Although prognostic importance of ultraearly hematoma growth (uHG) in acute, non-traumatic intracerebral hemorrhage (ICH) has been established for early outcomes, longer-term clinical outcomes are lacking. We aimed to determine the association of uHG with early and 1-year clinical outcomes after acute ICH in a larger and broader range of patients. We studied 589 patients with acute (<6 h) spontaneous ICH. uHG was defined as baseline ICH volume/onset-to-imaging time (OIT) (ml/h). Multivariable logistic regression analyses were performed to determine the association of uHG with in-hospital mortality, 90-day, and 1-year poor outcome [3 ≤ modified Rankin Scale (mRS)] after ICH. The median speed of uHG was 4.8 ml/h. uHG > 9.3 ml/h was independently related to in-hospital mortality [odds ratio (OR) 2.81, 95% CI 1.52-5.23], 90-day poor outcome (OR 3.34, 95% CI 1.87-5.95), and 1-year poor outcome (OR 3.59, 95% CI 2.01-6.40) after ICH. The sensitivity of uHG > 9.3 ml/h in the prediction of in-hospital mortality, 90-day poor outcome, and 1-year poor outcome was 68.8, 48.0, and 51.1%, respectively.
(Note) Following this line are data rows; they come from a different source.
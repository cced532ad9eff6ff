//! JSON-RPC response types.
//!
//! Responses are deserialized leniently: every field is optional because
//! misbehaving servers are exactly what this tool exists to diagnose. The
//! `id` is kept as a raw [`Value`] so an off-shape echo still parses and
//! can be reported, but only a numeric id confirms correlation.

// ============================================================================
// Imports
// ============================================================================

use serde::Deserialize;
use serde_json::Value;

use crate::error::{Error, Result};

// ============================================================================
// Response
// ============================================================================

/// A JSON-RPC response: either `{id, result}` or `{id, error}`.
#[derive(Debug, Clone, Deserialize)]
pub struct Response {
    /// Echo of the request id, if the server sent one.
    #[serde(default)]
    pub id: Option<Value>,

    /// Result payload (success case).
    #[serde(default)]
    pub result: Option<Value>,

    /// Error payload (failure case).
    #[serde(default)]
    pub error: Option<RpcError>,
}

impl Response {
    /// Returns `true` if the response carries an `error` object.
    #[inline]
    #[must_use]
    pub fn is_error(&self) -> bool {
        self.error.is_some()
    }

    /// Returns `true` if this response's id equals `request_id`.
    ///
    /// Only a numeric id matches; a server echoing the id back as a
    /// string fails correlation and falls through to the degraded path.
    #[must_use]
    pub fn id_matches(&self, request_id: u64) -> bool {
        match &self.id {
            Some(Value::Number(n)) => n.as_u64() == Some(request_id),
            _ => false,
        }
    }

    /// Returns `true` if the result is present and non-empty.
    ///
    /// Null, `false`, `""`, `[]`, and `{}` all count as empty; the probe's
    /// success criterion requires a populated result.
    #[must_use]
    pub fn has_populated_result(&self) -> bool {
        match &self.result {
            None | Some(Value::Null) => false,
            Some(Value::Bool(b)) => *b,
            Some(Value::String(s)) => !s.is_empty(),
            Some(Value::Array(a)) => !a.is_empty(),
            Some(Value::Object(o)) => !o.is_empty(),
            Some(Value::Number(_)) => true,
        }
    }

    /// Extracts the result value, converting an error response into
    /// [`Error::Rpc`].
    pub fn into_result(self) -> Result<Value> {
        if let Some(error) = self.error {
            return Err(Error::rpc(error.code, error.message));
        }
        Ok(self.result.unwrap_or(Value::Null))
    }
}

// ============================================================================
// RpcError
// ============================================================================

/// The `error` member of a failed JSON-RPC response.
#[derive(Debug, Clone, Deserialize)]
pub struct RpcError {
    /// Numeric error code.
    #[serde(default)]
    pub code: i64,

    /// Human-readable error message.
    #[serde(default)]
    pub message: String,

    /// Optional server-specific detail.
    #[serde(default)]
    pub data: Option<Value>,
}

// ============================================================================
// Tests
// ============================================================================
//! Probe sequencer.
//!
//! Per target the sequence is a straight line, terminal on the first
//! failure:
//!
//! ```text
//! Start ──connect──► Connected ──server.version──► VersionNegotiated
//!        ──blockchain.transaction.get──► QueryComplete
//! ```
//!
//! Every phase that is attempted records its duration whether it succeeds
//! or fails; phases never reached stay unset and render as `N/A`. The
//! connection is dropped when the sequence ends, on every exit path.
//!
//! Targets run strictly one at a time; the only state crossing target
//! boundaries is the append-only record list the caller collects.

// ============================================================================
// Imports
// ============================================================================

use std::time::{Duration, Instant};

use serde_json::{Value, json};
use tracing::{debug, info, warn};

use crate::client::{self, CallReply};
use crate::error::Result;
use crate::report;
use crate::target::{CLIENT_NAME, PROTOCOL_VERSION, TX_HASH, Target};
use crate::transport;

// ============================================================================
// Constants
// ============================================================================

/// Request id for the `server.version` handshake.
const HANDSHAKE_ID: u64 = 1;

/// Request id for the diagnostic query.
const QUERY_ID: u64 = 2;

/// Diagnostic query method.
const QUERY_METHOD: &str = "blockchain.transaction.get";

// ============================================================================
// ProbeConfig
// ============================================================================

/// Run parameters. Compiled-in; there is no external configuration surface.
#[derive(Debug, Clone)]
pub struct ProbeConfig {
    /// Bound on DNS resolution plus TCP connect, per target.
    pub connect_timeout: Duration,
    /// Read-phase quiescence timeout, per call.
    pub idle_timeout: Duration,
    /// Client name sent in the handshake.
    pub client_name: String,
    /// Protocol version offered in the handshake.
    pub protocol_version: String,
    /// Transaction hash for the diagnostic query.
    pub tx_hash: String,
}

impl Default for ProbeConfig {
    fn default() -> Self {
        Self {
            connect_timeout: Duration::from_secs(10),
            idle_timeout: Duration::from_secs(2),
            client_name: CLIENT_NAME.to_string(),
            protocol_version: PROTOCOL_VERSION.to_string(),
            tx_hash: TX_HASH.to_string(),
        }
    }
}

// ============================================================================
// TimingRecord
// ============================================================================

/// Per-target timing and outcome record.
///
/// Duration fields are unset for phases that were never reached. `total`
/// is set once the connect phase succeeds and sums the recorded phases.
#[derive(Debug, Clone)]
pub struct TimingRecord {
    /// The probed target.
    pub target: Target,
    /// Time spent in the connect phase (set whether it succeeded or failed).
    pub connect: Option<Duration>,
    /// Time spent in the `server.version` handshake.
    pub handshake: Option<Duration>,
    /// Time spent in the diagnostic query.
    pub query: Option<Duration>,
    /// Sum of the recorded phases; unset when the connect failed.
    pub total: Option<Duration>,
    /// `true` only when the query returned a non-error response with a
    /// populated result.
    pub succeeded: bool,
}

impl TimingRecord {
    fn new(target: Target) -> Self {
        Self {
            target,
            connect: None,
            handshake: None,
            query: None,
            total: None,
            succeeded: false,
        }
    }

    /// Sums the recorded phase durations into `total`.
    ///
    /// Called only once the connection was established; a connect failure
    /// leaves `total` unset so the summary shows `N/A`.
    fn finalize(&mut self) {
        let total = [self.connect, self.handshake, self.query]
            .into_iter()
            .flatten()
            .sum();
        self.total = Some(total);
    }
}

// ============================================================================
// Sequencer
// ============================================================================

/// Probes every target in order, one at a time.
///
/// Each target fully completes, teardown included, before the next starts.
/// Failures are terminal for their target only.
pub async fn run(targets: &[Target], config: &ProbeConfig) -> Vec<TimingRecord> {
    let mut records = Vec::with_capacity(targets.len());
    for target in targets {
        records.push(probe_target(target, config).await);
    }
    records
}

/// Runs the connect → handshake → query sequence against one target.
pub async fn probe_target(target: &Target, config: &ProbeConfig) -> TimingRecord {
    let mut record = TimingRecord::new(target.clone());

    report::target_header(target);

    // Phase 1: connect.
    report::phase(1, &format!("Connecting to {}:{}...", target.host, target.port));
    let started = Instant::now();
    let connected = transport::connect(&target.host, target.port, config.connect_timeout).await;
    record.connect = Some(started.elapsed());

    let mut stream = match connected {
        Ok(stream) => {
            report::ok("Connected successfully");
            stream
        }
        Err(err) => {
            report::fail(&format!("Failed to connect: {err}"));
            info!(target = %target, error = %err, "connect failed");
            return record;
        }
    };

    // Phase 2: mandatory version negotiation.
    report::phase(2, "Negotiating protocol version (server.version)...");
    let (result, elapsed) = client::call(
        &mut stream,
        "server.version",
        vec![
            json!(config.client_name),
            json!(config.protocol_version),
        ],
        HANDSHAKE_ID,
        config.idle_timeout,
    )
    .await;
    record.handshake = Some(elapsed);

    if !handshake_accepted(result) {
        record.finalize();
        return record;
    }

    // Phase 3: diagnostic query. Terminal either way; the stream drops
    // when this function returns.
    report::phase(3, &format!("Sending {QUERY_METHOD} request..."));
    report::detail("Transaction hash", &config.tx_hash);

    let (result, elapsed) = client::call(
        &mut stream,
        QUERY_METHOD,
        vec![json!(config.tx_hash), json!(true)],
        QUERY_ID,
        config.idle_timeout,
    )
    .await;
    record.query = Some(elapsed);
    record.succeeded = query_succeeded(result);
    record.finalize();

    debug!(
        target = %target,
        succeeded = record.succeeded,
        total_ms = record.total.map(|d| d.as_millis() as u64),
        "target sequence finished"
    );
    record
}

// ============================================================================
// Phase Evaluation
// ============================================================================

/// Evaluates the handshake reply; `false` ends the target's sequence.
///
/// A two-element array result is the normal shape (server software
/// version, negotiated protocol version). Other non-null shapes are
/// accepted but logged as non-standard; an error response or a missing
/// result is terminal.
fn handshake_accepted(result: Result<CallReply>) -> bool {
    let reply = match result {
        Ok(reply) => reply,
        Err(err) => {
            report::fail(&format!("Failed to negotiate protocol version: {err}"));
            return false;
        }
    };

    if let Some(error) = &reply.response.error {
        report::fail("Version negotiation error:");
        report::rpc_error(error.code, &error.message, error.data.as_ref());
        return false;
    }

    match &reply.response.result {
        Some(Value::Array(items)) if items.len() >= 2 => {
            report::ok("Protocol version negotiated");
            report::detail("Server version", &stringify(&items[0]));
            report::detail("Protocol version", &stringify(&items[1]));
            true
        }
        Some(Value::Null) | None => {
            report::fail("Version negotiation response has no result");
            false
        }
        Some(other) => {
            report::ok("Version negotiation successful");
            report::detail("Response", &other.to_string());
            warn!(result = %other, "non-standard server.version result shape");
            true
        }
    }
}

/// Evaluates the query reply against the success criterion: a non-error
/// response carrying a populated result.
fn query_succeeded(result: Result<CallReply>) -> bool {
    let reply = match result {
        Ok(reply) => reply,
        Err(err) => {
            report::fail(&format!("Failed to get response from server: {err}"));
            return false;
        }
    };
    report::ok("Received response");

    report::phase(4, "Response:");

    if let Some(error) = &reply.response.error {
        report::rpc_error(error.code, &error.message, error.data.as_ref());
        return false;
    }

    if !reply.response.has_populated_result() {
        report::warn_line("Response has no result field");
        return false;
    }

    if reply.degraded {
        report::warn_line("Response id did not match the request (degraded match)");
    }
    if let Some(result) = &reply.response.result {
        report::query_result(result);
    }
    true
}

/// Renders a JSON value for a detail line, unquoting plain strings.
fn stringify(value: &Value) -> String {
    match value {
        Value::String(s) => s.clone(),
        other => other.to_string(),
    }
}

// ============================================================================
// Tests
// ============================================================================
//! TCP transport layer.
//!
//! One plain TCP connection per target, opened under a connect timeout and
//! released by scope (the stream drops when the probe sequence for its
//! target ends, on every exit path including cancellation).
//!
//! # Connect Classification
//!
//! Connect failures are classified so the report can distinguish a dead
//! host from a slow one:
//!
//! | Failure | Error |
//! |---------|-------|
//! | Deadline elapsed | [`Error::ConnectTimeout`] |
//! | Hostname did not resolve | [`Error::Dns`] |
//! | RST on connect | [`Error::ConnectionRefused`] |
//! | Anything else | [`Error::Connect`] |
//!
//! The connect timeout covers DNS resolution plus the TCP handshake; the
//! returned stream carries no read/write deadline of its own. Read-phase
//! timeouts belong to the client layer.

// ============================================================================
// Imports
// ============================================================================

use std::io::{Error as IoError, ErrorKind};
use std::time::Duration;

use tokio::net::{TcpStream, lookup_host};
use tokio::time::timeout;
use tracing::debug;

use crate::error::{Error, Result};

// ============================================================================
// Connect
// ============================================================================

/// Opens a TCP connection to `host:port`, bounded by `connect_timeout`.
///
/// Resolution picks the first address the resolver returns, matching a
/// single connect attempt per target.
///
/// # Errors
///
/// Returns a classified connect error; see the module table.
pub async fn connect(host: &str, port: u16, connect_timeout: Duration) -> Result<TcpStream> {
    let attempt = async {
        let mut addrs = lookup_host((host, port))
            .await
            .map_err(|e| Error::dns(host, e.to_string()))?;
        let addr = addrs
            .next()
            .ok_or_else(|| Error::dns(host, "no addresses returned"))?;

        debug!(%addr, "resolved target");

        TcpStream::connect(addr)
            .await
            .map_err(classify_connect_error)
    };

    match timeout(connect_timeout, attempt).await {
        Ok(result) => result,
        Err(_) => Err(Error::connect_timeout(connect_timeout.as_millis() as u64)),
    }
}

/// Maps a TCP connect [`IoError`] onto the probe's error taxonomy.
///
/// Kept separate from [`connect`] so the mapping is testable without a
/// network.
#[must_use]
pub fn classify_connect_error(err: IoError) -> Error {
    match err.kind() {
        ErrorKind::ConnectionRefused => Error::ConnectionRefused,
        ErrorKind::TimedOut => Error::connect_timeout(0),
        _ => Error::connect(err.to_string()),
    }
}

// ============================================================================
// Tests
// ============================================================================

#[cfg(test)]
mod tests {
    use super::*;

    #[test]
    fn test_classify_refused() {
        let err = IoError::new(ErrorKind::ConnectionRefused, "refused");
        assert!(matches!(
            classify_connect_error(err),
            Error::ConnectionRefused
        ));
    }

    #[test]
    fn test_classify_os_timeout() {
        let err = IoError::new(ErrorKind::TimedOut, "timed out");
        assert!(classify_connect_error(err).is_timeout());
    }

    #[test]
    fn test_classify_other() {
        let err = IoError::new(ErrorKind::NetworkUnreachable, "unreachable");
        assert!(matches!(
            classify_connect_error(err),
            Error::Connect { .. }
        ));
    }

    #[tokio::test]
    async fn test_connect_refused_classification() {
        // Bind then drop to find a port with no listener.
        let listener = tokio::net::TcpListener::bind("127.0.0.1:0")
            .await
            .expect("bind");
        let port = listener.local_addr().expect("addr").port();
        drop(listener);

        let err = connect("127.0.0.1", port, Duration::from_secs(5))
            .await
            .expect_err("connect should fail");
        assert!(err.is_connect_error());
    }

    #[tokio::test]
    async fn test_connect_dns_failure() {
        let err = connect("host.invalid", 50001, Duration::from_secs(5))
            .await
            .expect_err("resolution should fail");
        // RFC 6761 reserves .invalid; either a Dns classification or, on
        // resolvers that stall, a connect timeout.
        assert!(err.is_connect_error());
    }

    #[tokio::test]
    async fn test_connect_deadline_elapsed() {
        use tokio::net::TcpSocket;

        // A backlog-1 listener that never accepts: once the accept and SYN
        // queues fill, a further connect gets no SYN-ACK and hangs until
        // the deadline.
        let socket = TcpSocket::new_v4().expect("socket");
        socket
            .bind("127.0.0.1:0".parse().expect("loopback addr"))
            .expect("bind");
        let listener = socket.listen(1).expect("listen");
        let addr = listener.local_addr().expect("addr");

        let mut saturators = Vec::new();
        for _ in 0..3 {
            if let Ok(Ok(stream)) =
                timeout(Duration::from_millis(200), TcpStream::connect(addr)).await
            {
                saturators.push(stream);
            }
        }

        let err = connect("127.0.0.1", addr.port(), Duration::from_millis(250))
            .await
            .expect_err("connect should exceed the deadline");
        assert!(matches!(err, Error::ConnectTimeout { .. }));

        drop(saturators);
        drop(listener);
    }

    #[tokio::test]
    async fn test_connect_success() {
        let listener = tokio::net::TcpListener::bind("127.0.0.1:0")
            .await
            .expect("bind");
        let port = listener.local_addr().expect("addr").port();

        let stream = connect("127.0.0.1", port, Duration::from_secs(5))
            .await
            .expect("connect");
        assert!(stream.peer_addr().is_ok());
    }
}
Ultraearly hematoma growth was a useful predictor of in-hospital mortality, 90-day, and 1-year poor outcome after acute ICH. The combination of both uHG and baseline ICH volume could allow better selection of patients with ICH at high risk of poorest clinical outcomes for future clinical trials to improve early- and long-term clinical outcomes.